### Supplied entries
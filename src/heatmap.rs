use std::collections::HashMap;

use crate::models::{ClusterShare, Customer, HeatmapCell, HouseholdGroup};

#[derive(Default)]
struct CellTally {
    total: usize,
    buyers: usize,
    clusters: HashMap<String, usize>,
}

impl CellTally {
    fn add(&mut self, customer: &Customer) {
        self.total += 1;
        if customer.is_bike_buyer {
            self.buyers += 1;
        }
        *self.clusters.entry(customer.cluster.clone()).or_insert(0) += 1;
    }

    // Only called for observed combinations, so total is never 0 here.
    fn into_cell(self, group: HouseholdGroup, children_at_home: u32) -> HeatmapCell {
        let total = self.total;
        let cluster_distribution = self
            .clusters
            .into_iter()
            .map(|(cluster, count)| {
                let share = ClusterShare {
                    count,
                    percentage_pct: 100.0 * count as f64 / total as f64,
                };
                (cluster, share)
            })
            .collect();

        HeatmapCell {
            group,
            children_at_home,
            total,
            buyers: self.buyers,
            buyer_rate_pct: 100.0 * self.buyers as f64 / total as f64,
            cluster_distribution,
        }
    }
}

/// Two independent cross-tabs over the same subset: home ownership and
/// marital status, each crossed with children-at-home. Every customer lands
/// in exactly one cell of each family. Cells come out ownership family
/// first, sorted by (children count, axis value).
pub fn household_heatmap(filtered: &[Customer]) -> Vec<HeatmapCell> {
    let mut ownership: HashMap<(bool, u32), CellTally> = HashMap::new();
    let mut marital: HashMap<(String, u32), CellTally> = HashMap::new();

    for customer in filtered {
        ownership
            .entry((customer.is_home_owner, customer.number_children_at_home))
            .or_default()
            .add(customer);
        marital
            .entry((customer.marital_status.clone(), customer.number_children_at_home))
            .or_default()
            .add(customer);
    }

    let mut cells = Vec::new();

    let mut ownership: Vec<_> = ownership.into_iter().collect();
    ownership.sort_by_key(|&((owner, children), _)| (children, owner));
    for ((home_owner, children), tally) in ownership {
        cells.push(tally.into_cell(HouseholdGroup::Ownership { home_owner }, children));
    }

    let mut marital: Vec<_> = marital.into_iter().collect();
    marital.sort_by(|((sa, ca), _), ((sb, cb), _)| (ca, sa).cmp(&(cb, sb)));
    for ((status, children), tally) in marital {
        cells.push(tally.into_cell(HouseholdGroup::Marital { status }, children));
    }

    cells
}

#[cfg(test)]
mod tests {
    use super::*;
    use crate::testutil::customer;

    fn household(
        cluster: &str,
        buyer: bool,
        owner: bool,
        marital: &str,
        children: u32,
    ) -> Customer {
        let mut c = customer(cluster, buyer);
        c.is_home_owner = owner;
        c.marital_status = marital.to_string();
        c.number_children_at_home = children;
        c
    }

    #[test]
    fn every_customer_lands_in_one_cell_per_family() {
        let customers = vec![
            household("1", true, true, "M", 2),
            household("1", false, false, "S", 0),
            household("2", true, true, "S", 0),
            household("3", false, false, "M", 2),
        ];

        let cells = household_heatmap(&customers);
        let ownership_total: usize = cells
            .iter()
            .filter(|c| matches!(c.group, HouseholdGroup::Ownership { .. }))
            .map(|c| c.total)
            .sum();
        let marital_total: usize = cells
            .iter()
            .filter(|c| matches!(c.group, HouseholdGroup::Marital { .. }))
            .map(|c| c.total)
            .sum();

        assert_eq!(ownership_total, customers.len());
        assert_eq!(marital_total, customers.len());
    }

    #[test]
    fn cell_invariants_hold() {
        let customers = vec![
            household("1", true, true, "M", 1),
            household("2", false, true, "M", 1),
            household("2", true, true, "M", 1),
        ];

        let cells = household_heatmap(&customers);
        for cell in &cells {
            assert!(cell.buyers <= cell.total);
            let cluster_sum: usize = cell.cluster_distribution.values().map(|s| s.count).sum();
            assert_eq!(cluster_sum, cell.total);
            let pct_sum: f64 = cell
                .cluster_distribution
                .values()
                .map(|s| s.percentage_pct)
                .sum();
            assert!((pct_sum - 100.0).abs() < 1e-9);
        }
    }

    #[test]
    fn buyer_rate_reflects_cell_membership() {
        let customers = vec![
            household("1", true, true, "M", 0),
            household("1", false, true, "M", 0),
        ];

        let cells = household_heatmap(&customers);
        let owner_cell = cells
            .iter()
            .find(|c| c.group == HouseholdGroup::Ownership { home_owner: true })
            .unwrap();
        assert_eq!(owner_cell.total, 2);
        assert_eq!(owner_cell.buyers, 1);
        assert!((owner_cell.buyer_rate_pct - 50.0).abs() < 1e-9);
    }

    #[test]
    fn only_observed_combinations_produce_cells() {
        let customers = vec![household("1", true, true, "M", 3)];

        let cells = household_heatmap(&customers);
        // One ownership cell and one marital cell, nothing zero-filled.
        assert_eq!(cells.len(), 2);
        assert!(cells.iter().all(|c| c.total > 0));
        assert!(cells.iter().all(|c| c.children_at_home == 3));
    }

    #[test]
    fn cells_sort_by_children_then_axis_within_family() {
        let customers = vec![
            household("1", false, true, "S", 2),
            household("1", false, false, "M", 0),
            household("1", false, true, "M", 0),
        ];

        let cells = household_heatmap(&customers);
        let ownership: Vec<(u32, bool)> = cells
            .iter()
            .filter_map(|c| match c.group {
                HouseholdGroup::Ownership { home_owner } => {
                    Some((c.children_at_home, home_owner))
                }
                HouseholdGroup::Marital { .. } => None,
            })
            .collect();

        assert_eq!(ownership, vec![(0, false), (0, true), (2, true)]);
    }

    #[test]
    fn empty_input_produces_no_cells() {
        assert!(household_heatmap(&[]).is_empty());
    }
}
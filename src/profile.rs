use std::collections::HashMap;

use crate::models::{Customer, ProfilePoint, ProfileValue};

type MetricFn = fn(&Customer) -> f64;

const PROFILE_METRICS: [(&str, MetricFn); 6] = [
    ("Cars Owned", |c| c.number_cars_owned as f64),
    ("Children at Home", |c| c.number_children_at_home as f64),
    ("Total Children", |c| c.total_children as f64),
    ("Yearly Income", |c| c.yearly_income),
    ("Monthly Spend", |c| c.avg_monthly_spend),
    ("Age", |c| c.age as f64),
];

/// Six metric averages per selected cluster, normalized into [0, 1] against
/// the min/max of the cluster-level means (not the raw per-customer values).
pub fn cluster_profile(filtered: &[Customer], selected_clusters: &[String]) -> Vec<ProfilePoint> {
    if selected_clusters.is_empty() {
        return Vec::new();
    }

    let members: Vec<(&String, Vec<&Customer>)> = selected_clusters
        .iter()
        .map(|cluster| {
            let matching = filtered.iter().filter(|c| &c.cluster == cluster).collect();
            (cluster, matching)
        })
        .collect();

    PROFILE_METRICS
        .iter()
        .map(|&(name, value)| {
            let means: Vec<(&String, f64)> = members
                .iter()
                .map(|(cluster, customers)| (*cluster, mean(customers, value)))
                .collect();

            let min = means.iter().map(|&(_, m)| m).fold(f64::INFINITY, f64::min);
            let max = means.iter().map(|&(_, m)| m).fold(f64::NEG_INFINITY, f64::max);

            let per_cluster: HashMap<String, ProfileValue> = means
                .into_iter()
                .map(|(cluster, raw)| {
                    // A degenerate range collapses to mid-scale instead of NaN.
                    let normalized = if max > min { (raw - min) / (max - min) } else { 0.5 };
                    (cluster.clone(), ProfileValue { raw, normalized })
                })
                .collect();

            ProfilePoint {
                metric: name,
                per_cluster,
            }
        })
        .collect()
}

// A selected cluster with no matching customers contributes 0 as its mean.
fn mean(customers: &[&Customer], value: MetricFn) -> f64 {
    if customers.is_empty() {
        return 0.0;
    }
    customers.iter().map(|c| value(c)).sum::<f64>() / customers.len() as f64
}

#[cfg(test)]
mod tests {
    use super::*;
    use crate::testutil::customer;

    fn selected(labels: &[&str]) -> Vec<String> {
        labels.iter().map(|l| l.to_string()).collect()
    }

    fn with_profile(cluster: &str, age: u32, income: f64, cars: u32) -> Customer {
        let mut c = customer(cluster, false);
        c.age = age;
        c.yearly_income = income;
        c.number_cars_owned = cars;
        c
    }

    #[test]
    fn empty_selection_yields_empty_profile() {
        let customers = vec![customer("1", true)];
        assert!(cluster_profile(&customers, &[]).is_empty());
    }

    #[test]
    fn covers_all_six_metrics_for_every_selected_cluster() {
        let customers = vec![customer("1", true), customer("2", false)];
        let points = cluster_profile(&customers, &selected(&["1", "2"]));

        assert_eq!(points.len(), 6);
        for point in &points {
            assert_eq!(point.per_cluster.len(), 2);
        }
    }

    #[test]
    fn raw_values_are_cluster_means() {
        let customers = vec![
            with_profile("1", 20, 40_000.0, 1),
            with_profile("1", 40, 60_000.0, 3),
            with_profile("2", 60, 90_000.0, 2),
        ];

        let points = cluster_profile(&customers, &selected(&["1", "2"]));
        let age = points.iter().find(|p| p.metric == "Age").unwrap();
        assert!((age.per_cluster["1"].raw - 30.0).abs() < 1e-9);
        assert!((age.per_cluster["2"].raw - 60.0).abs() < 1e-9);

        let income = points.iter().find(|p| p.metric == "Yearly Income").unwrap();
        assert!((income.per_cluster["1"].raw - 50_000.0).abs() < 1e-9);
    }

    #[test]
    fn normalized_values_stay_in_unit_range_and_hit_both_ends() {
        let customers = vec![
            with_profile("1", 20, 40_000.0, 1),
            with_profile("2", 60, 90_000.0, 2),
            with_profile("3", 40, 65_000.0, 3),
        ];

        let points = cluster_profile(&customers, &selected(&["1", "2", "3"]));
        for point in &points {
            for value in point.per_cluster.values() {
                assert!((0.0..=1.0).contains(&value.normalized));
            }
        }

        let age = points.iter().find(|p| p.metric == "Age").unwrap();
        assert!((age.per_cluster["1"].normalized - 0.0).abs() < 1e-9);
        assert!((age.per_cluster["2"].normalized - 1.0).abs() < 1e-9);
        assert!((age.per_cluster["3"].normalized - 0.5).abs() < 1e-9);
    }

    #[test]
    fn single_cluster_selection_collapses_to_mid_scale() {
        let customers = vec![
            with_profile("1", 25, 45_000.0, 1),
            with_profile("1", 35, 55_000.0, 2),
        ];

        let points = cluster_profile(&customers, &selected(&["1"]));
        for point in &points {
            assert!((point.per_cluster["1"].normalized - 0.5).abs() < 1e-9);
        }
    }

    #[test]
    fn unmatched_cluster_contributes_zero_mean() {
        let customers = vec![with_profile("1", 30, 50_000.0, 2)];

        let points = cluster_profile(&customers, &selected(&["1", "9"]));
        let income = points.iter().find(|p| p.metric == "Yearly Income").unwrap();
        assert!((income.per_cluster["9"].raw - 0.0).abs() < 1e-9);
        assert!((income.per_cluster["9"].normalized - 0.0).abs() < 1e-9);
        assert!((income.per_cluster["1"].normalized - 1.0).abs() < 1e-9);
    }
}
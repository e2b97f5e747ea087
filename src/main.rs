use std::path::PathBuf;

use clap::{Parser, Subcommand};

mod cohort;
mod distribution;
mod filter;
mod heatmap;
mod metrics;
mod models;
mod profile;
mod report;
mod store;
#[cfg(test)]
mod testutil;

use distribution::DistributionField;
use filter::{BuyerFilter, FilterState};

#[derive(Parser)]
#[command(name = "cluster-insights")]
#[command(about = "Cluster analytics over the bike shop customer dataset", long_about = None)]
struct Cli {
    #[command(subcommand)]
    command: Commands,
}

#[derive(Subcommand)]
enum Commands {
    /// Write a small realistic sample dataset
    Seed {
        #[arg(long, default_value = "customers.json")]
        out: PathBuf,
    },
    /// Print headline metrics and the per-cluster leaderboard
    Summary {
        #[arg(long, default_value = "customers.json")]
        data: PathBuf,
        /// Cluster labels to keep, comma separated (default: all observed)
        #[arg(long, value_delimiter = ',')]
        clusters: Option<Vec<String>>,
        #[arg(long)]
        gender: Option<String>,
        #[arg(long)]
        country: Option<String>,
        #[arg(long, value_enum, default_value = "all")]
        buyers: BuyerFilter,
    },
    /// Print the per-cluster breakdown of a categorical field
    Distribution {
        #[arg(long, default_value = "customers.json")]
        data: PathBuf,
        /// Field to group by
        #[arg(long, value_enum, default_value = "education")]
        by: DistributionField,
        /// Cluster labels to keep, comma separated (default: all observed)
        #[arg(long, value_delimiter = ',')]
        clusters: Option<Vec<String>>,
        #[arg(long)]
        gender: Option<String>,
        #[arg(long)]
        country: Option<String>,
        #[arg(long, value_enum, default_value = "all")]
        buyers: BuyerFilter,
    },
    /// Generate a markdown report with every chart view
    Report {
        #[arg(long, default_value = "customers.json")]
        data: PathBuf,
        /// Cluster labels to keep, comma separated (default: all observed)
        #[arg(long, value_delimiter = ',')]
        clusters: Option<Vec<String>>,
        #[arg(long)]
        gender: Option<String>,
        #[arg(long)]
        country: Option<String>,
        #[arg(long, value_enum, default_value = "all")]
        buyers: BuyerFilter,
        #[arg(long, default_value = "report.md")]
        out: PathBuf,
    },
}

fn main() -> anyhow::Result<()> {
    let cli = Cli::parse();

    match cli.command {
        Commands::Seed { out } => {
            let written = store::write_seed(&out)?;
            println!("Wrote {written} sample customers to {}.", out.display());
        }
        Commands::Summary {
            data,
            clusters,
            gender,
            country,
            buyers,
        } => {
            let customers = store::load_customers(&data)?;
            let state = build_state(&customers, clusters, gender, country, buyers);
            let filtered = filter::apply(&customers, &state);

            if filtered.is_empty() {
                println!("No customers match the current filters.");
                return Ok(());
            }

            let summary = metrics::compute_metrics(&filtered);
            println!(
                "Customers: {} ({} bike buyers, {:.2}%)",
                summary.total_customers, summary.bike_buyers, summary.conversion_rate_pct
            );
            println!(
                "Top performing cluster: {} ({:.2}% conversion)",
                summary.top_cluster, summary.top_cluster_conversion_pct
            );
            println!();
            println!("Per-cluster breakdown:");
            for stat in metrics::cluster_breakdown(&filtered) {
                println!(
                    "- Cluster {}: {} customers, {} buyers ({:.2}%)",
                    stat.cluster, stat.total, stat.buyers, stat.conversion_pct
                );
            }
        }
        Commands::Distribution {
            data,
            by,
            clusters,
            gender,
            country,
            buyers,
        } => {
            let customers = store::load_customers(&data)?;
            let state = build_state(&customers, clusters, gender, country, buyers);
            let filtered = filter::apply(&customers, &state);
            let rows = distribution::distribution_by(&filtered, by);

            if rows.is_empty() {
                println!("No customers match the current filters.");
                return Ok(());
            }

            let cluster_columns = store::observed_clusters(&filtered);
            println!("Customers by {}:", by.label());
            for row in &rows {
                let counts: Vec<String> = cluster_columns
                    .iter()
                    .map(|cluster| {
                        format!(
                            "cluster {}: {}",
                            cluster,
                            row.counts.get(cluster).copied().unwrap_or(0)
                        )
                    })
                    .collect();
                println!("- {}: {}", row.category, counts.join(", "));
            }
        }
        Commands::Report {
            data,
            clusters,
            gender,
            country,
            buyers,
            out,
        } => {
            let customers = store::load_customers(&data)?;
            let state = build_state(&customers, clusters, gender, country, buyers);
            let filtered = filter::apply(&customers, &state);
            let report = report::build_report(&state, &filtered);
            std::fs::write(&out, report)?;
            println!("Report written to {}.", out.display());
        }
    }

    Ok(())
}

fn build_state(
    customers: &[models::Customer],
    clusters: Option<Vec<String>>,
    gender: Option<String>,
    country: Option<String>,
    buyers: BuyerFilter,
) -> FilterState {
    let mut state = FilterState::select_all(customers);
    if let Some(clusters) = clusters {
        state.clusters = clusters;
    }
    state.gender = gender;
    state.country = country;
    state.buyers = buyers;
    state
}
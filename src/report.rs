use std::fmt::Write;

use chrono::Utc;

use crate::cohort;
use crate::distribution::{self, DistributionField};
use crate::filter::{BuyerFilter, FilterState};
use crate::heatmap;
use crate::metrics;
use crate::models::{Customer, HeatmapCell, HouseholdGroup};
use crate::profile;
use crate::store;

const NO_MATCH: &str = "No customers match the current filters.";

pub fn build_report(state: &FilterState, filtered: &[Customer]) -> String {
    let mut output = String::new();

    let _ = writeln!(output, "# Customer Cluster Insights");
    let _ = writeln!(
        output,
        "Generated {} for {}",
        Utc::now().date_naive(),
        describe_scope(state)
    );

    let summary = metrics::compute_metrics(filtered);
    let _ = writeln!(output);
    let _ = writeln!(output, "## Headline Metrics");
    if filtered.is_empty() {
        let _ = writeln!(output, "{NO_MATCH}");
    } else {
        let _ = writeln!(output, "- Total customers: {}", summary.total_customers);
        let _ = writeln!(
            output,
            "- Bike buyers: {} ({:.2}%)",
            summary.bike_buyers, summary.conversion_rate_pct
        );
        let _ = writeln!(
            output,
            "- Top performing cluster: {} ({:.2}% conversion)",
            summary.top_cluster, summary.top_cluster_conversion_pct
        );
    }

    let breakdown = metrics::cluster_breakdown(filtered);
    let _ = writeln!(output);
    let _ = writeln!(output, "## Cluster Breakdown");
    if breakdown.is_empty() {
        let _ = writeln!(output, "{NO_MATCH}");
    } else {
        for stat in &breakdown {
            let _ = writeln!(
                output,
                "- Cluster {}: {} customers, {} buyers, {} non-buyers ({:.2}% conversion)",
                stat.cluster, stat.total, stat.buyers, stat.non_buyers, stat.conversion_pct
            );
        }
    }

    let cluster_columns = store::observed_clusters(filtered);
    for field in [DistributionField::Education, DistributionField::Occupation] {
        let rows = distribution::distribution_by(filtered, field);
        let _ = writeln!(output);
        let _ = writeln!(output, "## Customers by {}", field.label());
        if rows.is_empty() {
            let _ = writeln!(output, "{NO_MATCH}");
            continue;
        }
        for row in &rows {
            let counts: Vec<String> = cluster_columns
                .iter()
                .map(|cluster| {
                    format!(
                        "cluster {}: {}",
                        cluster,
                        row.counts.get(cluster).copied().unwrap_or(0)
                    )
                })
                .collect();
            let _ = writeln!(output, "- {}: {}", row.category, counts.join(", "));
        }
    }

    let cells = heatmap::household_heatmap(filtered);
    let _ = writeln!(output);
    let _ = writeln!(output, "## Bike Buyers by Household");
    if cells.is_empty() {
        let _ = writeln!(output, "{NO_MATCH}");
    } else {
        let _ = writeln!(
            output,
            "| Children at home | Non-owner | Owner | Single | Married |"
        );
        let _ = writeln!(output, "|---|---|---|---|---|");
        for children in children_rows(&cells) {
            let columns = [
                HouseholdGroup::Ownership { home_owner: false },
                HouseholdGroup::Ownership { home_owner: true },
                HouseholdGroup::Marital {
                    status: "S".to_string(),
                },
                HouseholdGroup::Marital {
                    status: "M".to_string(),
                },
            ]
            .map(|group| cell_text(&cells, &group, children));
            let _ = writeln!(
                output,
                "| {} | {} | {} | {} | {} |",
                children, columns[0], columns[1], columns[2], columns[3]
            );
        }
    }

    let points = profile::cluster_profile(filtered, &state.clusters);
    let _ = writeln!(output);
    let _ = writeln!(output, "## Cluster Profile");
    if points.is_empty() || filtered.is_empty() {
        let _ = writeln!(output, "{NO_MATCH}");
    } else {
        let header: Vec<String> = state
            .clusters
            .iter()
            .map(|c| format!("Cluster {c}"))
            .collect();
        let _ = writeln!(output, "| Metric | {} |", header.join(" | "));
        let _ = writeln!(output, "|---{}|", "|---".repeat(state.clusters.len()));
        for point in &points {
            let values: Vec<String> = state
                .clusters
                .iter()
                .map(|cluster| match point.per_cluster.get(cluster) {
                    Some(value) => format!("{:.2} ({:.2})", value.raw, value.normalized),
                    None => "-".to_string(),
                })
                .collect();
            let _ = writeln!(output, "| {} | {} |", point.metric, values.join(" | "));
        }
    }

    let bands = cohort::income_by_age(filtered);
    let _ = writeln!(output);
    let _ = writeln!(output, "## Average Yearly Income by Age");
    if bands.is_empty() {
        let _ = writeln!(output, "{NO_MATCH}");
    } else {
        let header: Vec<String> = cluster_columns
            .iter()
            .map(|c| format!("Cluster {c}"))
            .collect();
        let _ = writeln!(output, "| Age | {} |", header.join(" | "));
        let _ = writeln!(output, "|---{}|", "|---".repeat(cluster_columns.len()));
        for band in &bands {
            let values: Vec<String> = cluster_columns
                .iter()
                .map(|cluster| match band.per_cluster.get(cluster) {
                    Some(income) => income.to_string(),
                    None => "-".to_string(),
                })
                .collect();
            let _ = writeln!(output, "| {} | {} |", band.age_label, values.join(" | "));
        }
    }

    output
}

fn describe_scope(state: &FilterState) -> String {
    let clusters = if state.clusters.is_empty() {
        "no clusters".to_string()
    } else {
        format!("clusters {}", state.clusters.join(", "))
    };
    let gender = state
        .gender
        .as_deref()
        .map(|g| format!("gender {g}"))
        .unwrap_or_else(|| "all genders".to_string());
    let country = state
        .country
        .clone()
        .unwrap_or_else(|| "all countries".to_string());
    let buyers = match state.buyers {
        BuyerFilter::All => "all customers",
        BuyerFilter::Buyers => "bike buyers only",
        BuyerFilter::NonBuyers => "non-buyers only",
    };
    format!("{clusters}; {gender}; {country}; {buyers}")
}

// The grid always shows the 0-2 children rows even when no customer has
// them, like the dashboard this report replaces.
fn children_rows(cells: &[HeatmapCell]) -> Vec<u32> {
    let mut rows: Vec<u32> = vec![0, 1, 2];
    for cell in cells {
        if !rows.contains(&cell.children_at_home) {
            rows.push(cell.children_at_home);
        }
    }
    rows.sort_unstable();
    rows
}

fn cell_text(cells: &[HeatmapCell], group: &HouseholdGroup, children: u32) -> String {
    cells
        .iter()
        .find(|cell| &cell.group == group && cell.children_at_home == children)
        .map(|cell| format!("{:.0}% of {}", cell.buyer_rate_pct, cell.total))
        .unwrap_or_else(|| "-".to_string())
}
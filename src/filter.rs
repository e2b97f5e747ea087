use clap::ValueEnum;

use crate::models::Customer;
use crate::store;

#[derive(Debug, Clone, Copy, PartialEq, Eq, Default, ValueEnum)]
pub enum BuyerFilter {
    #[default]
    All,
    Buyers,
    NonBuyers,
}

impl BuyerFilter {
    fn matches(self, customer: &Customer) -> bool {
        match self {
            BuyerFilter::All => true,
            BuyerFilter::Buyers => customer.is_bike_buyer,
            BuyerFilter::NonBuyers => !customer.is_bike_buyer,
        }
    }
}

/// Selection the analyst has active. `None` for gender or country means the
/// "All" sentinel of the source UI.
#[derive(Debug, Clone)]
pub struct FilterState {
    pub clusters: Vec<String>,
    pub gender: Option<String>,
    pub country: Option<String>,
    pub buyers: BuyerFilter,
}

impl FilterState {
    /// The "select everything" default: every cluster observed in the store.
    pub fn select_all(customers: &[Customer]) -> Self {
        FilterState {
            clusters: store::observed_clusters(customers),
            gender: None,
            country: None,
            buyers: BuyerFilter::All,
        }
    }

    fn matches(&self, customer: &Customer) -> bool {
        self.clusters.iter().any(|c| c == &customer.cluster)
            && self
                .gender
                .as_ref()
                .map_or(true, |g| g == &customer.gender)
            && self
                .country
                .as_ref()
                .map_or(true, |c| c == &customer.country_region)
            && self.buyers.matches(customer)
    }
}

/// Stable filter: output preserves input order.
pub fn apply(customers: &[Customer], state: &FilterState) -> Vec<Customer> {
    customers
        .iter()
        .filter(|customer| state.matches(customer))
        .cloned()
        .collect()
}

### About this task
Go through the listing above and return each line that includes the word "MetricFn".

### Solution below
type MetricFn = fn(&Customer) -> f64;
const PROFILE_METRICS: [(&str, MetricFn); 6] = [
fn mean(customers: &[&Customer], value: MetricFn) -> f64 {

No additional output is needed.